● **What to do**
As you look over the data below, please find each line where the word "display" appears, then copy it.

● **Materials provided**
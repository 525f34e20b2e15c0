//! 导出文件存储模块
//!
//! # 设计思路
//!
//! 统一管理二维码导出文件的落盘路径，支持用户自定义目录，
//! 并在目录不存在时自动创建。
//!
//! # 实现思路
//!
//! - 优先使用设置中的自定义目录，未设置时回退到当前目录下的 `qr-output`。
//! - 文件名去掉用户给出的扩展名，再按导出格式追加扩展名。
//! - 同名文件已存在时追加时间戳后缀，不覆盖已有文件。

use std::fs;
use std::path::{Path, PathBuf};

use chrono::Local;
use serde::Serialize;

use crate::error::AppError;

/// 默认输出目录名。
pub const DEFAULT_OUTPUT_DIR: &str = "qr-output";

/// 未指定文件名时使用的基础名。
pub const DEFAULT_FILE_STEM: &str = "qr-code";

/// 已写入文件的信息
#[derive(Debug, Clone, Serialize)]
pub struct SavedFile {
    pub path: String,
    pub size: u64,
}

/// 获取输出目录
///
/// # 参数
/// * `custom_dir` - 用户自定义目录（可选）
///
/// # 返回
/// - `Ok(PathBuf)` — 可用的输出目录
/// - `Err(AppError::Storage)` — 无法创建目录
pub fn get_output_dir(custom_dir: Option<&str>) -> Result<PathBuf, AppError> {
    let path = match custom_dir.map(str::trim).filter(|d| !d.is_empty()) {
        Some(dir) => PathBuf::from(dir),
        None => PathBuf::from(DEFAULT_OUTPUT_DIR),
    };

    if !path.exists() {
        fs::create_dir_all(&path)
            .map_err(|e| AppError::Storage(format!("创建输出目录 '{}' 失败: {}", path.display(), e)))?;
    }
    Ok(path)
}

/// 去掉扩展名后的文件基础名，空名回退为 `qr-code`。
///
/// 与浏览器下载行为一致：从第一个 `.` 起全部视为扩展名，但 `.` 之后至少要有一个字符，
/// 结尾的孤立 `.` 保留（`name.` → `name.`）。
pub fn file_stem(name: &str) -> &str {
    let name = name.trim();
    let stem = match name.find('.') {
        Some(idx) if idx + 1 < name.len() => &name[..idx],
        _ => name,
    };
    if stem.is_empty() { DEFAULT_FILE_STEM } else { stem }
}

/// 在 `dir` 下选一个不与现有文件冲突的路径。
pub fn unique_file_path(dir: &Path, stem: &str, extension: &str) -> PathBuf {
    let candidate = dir.join(format!("{}.{}", stem, extension));
    if !candidate.exists() {
        return candidate;
    }

    let timestamp = Local::now().format("%Y%m%d%H%M%S%f");
    let stamped = dir.join(format!("{}_{}.{}", stem, timestamp, extension));
    if !stamped.exists() {
        return stamped;
    }

    let mut counter = 1u32;
    loop {
        let path = dir.join(format!("{}_{}_{}.{}", stem, timestamp, counter, extension));
        if !path.exists() {
            return path;
        }
        counter += 1;
    }
}

/// 写入导出文件
pub fn save_export(dir: &Path, name: &str, extension: &str, bytes: &[u8]) -> Result<SavedFile, AppError> {
    let path = unique_file_path(dir, file_stem(name), extension);
    fs::write(&path, bytes)?;

    log::info!("💾 二维码已保存: {} ({} 字节)", path.display(), bytes.len());
    Ok(SavedFile {
        path: path.to_string_lossy().to_string(),
        size: bytes.len() as u64,
    })
}

#[cfg(test)]
mod tests {
    use std::time::{SystemTime, UNIX_EPOCH};

    use super::*;

    fn unique_temp_dir() -> PathBuf {
        let nanos = SystemTime::now()
            .duration_since(UNIX_EPOCH)
            .expect("clock error")
            .as_nanos();
        let dir = std::env::temp_dir().join(format!("qr-platform-storage-test-{nanos}"));
        std::fs::create_dir_all(&dir).expect("create temp dir");
        dir
    }

    #[test]
    fn stem_strips_everything_after_first_dot() {
        assert_eq!(file_stem("qr-email.png"), "qr-email");
        assert_eq!(file_stem("archive.tar.gz"), "archive");
        assert_eq!(file_stem("qr-url"), "qr-url");
        assert_eq!(file_stem(".png"), "qr-code");
        assert_eq!(file_stem("  "), "qr-code");
    }

    #[test]
    fn trailing_dot_is_not_an_extension() {
        assert_eq!(file_stem("name."), "name.");
        assert_eq!(file_stem("name.."), "name");
        assert_eq!(file_stem("a.b."), "a");
    }

    #[test]
    fn existing_files_are_not_overwritten() {
        let dir = unique_temp_dir();

        let first = save_export(&dir, "qr-text.png", "png", b"one").expect("first save");
        let second = save_export(&dir, "qr-text", "png", b"two").expect("second save");

        assert_ne!(first.path, second.path);
        assert!(first.path.ends_with("qr-text.png"));
        assert_eq!(std::fs::read(&first.path).expect("read first"), b"one");
        assert_eq!(std::fs::read(&second.path).expect("read second"), b"two");

        let _ = std::fs::remove_dir_all(dir);
    }

    #[test]
    fn custom_dir_is_created_on_demand() {
        let dir = unique_temp_dir().join("nested").join("out");
        let resolved = get_output_dir(Some(dir.to_string_lossy().as_ref())).expect("resolve");

        assert_eq!(resolved, dir);
        assert!(dir.exists());
        let _ = std::fs::remove_dir_all(dir);
    }
}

● **Completed task**
            .map_err(|e| AppError::Storage(format!("创建输出目录 '{}' 失败: {}", path.display(), e)))?;
    log::info!("💾 二维码已保存: {} ({} 字节)", path.display(), bytes.len());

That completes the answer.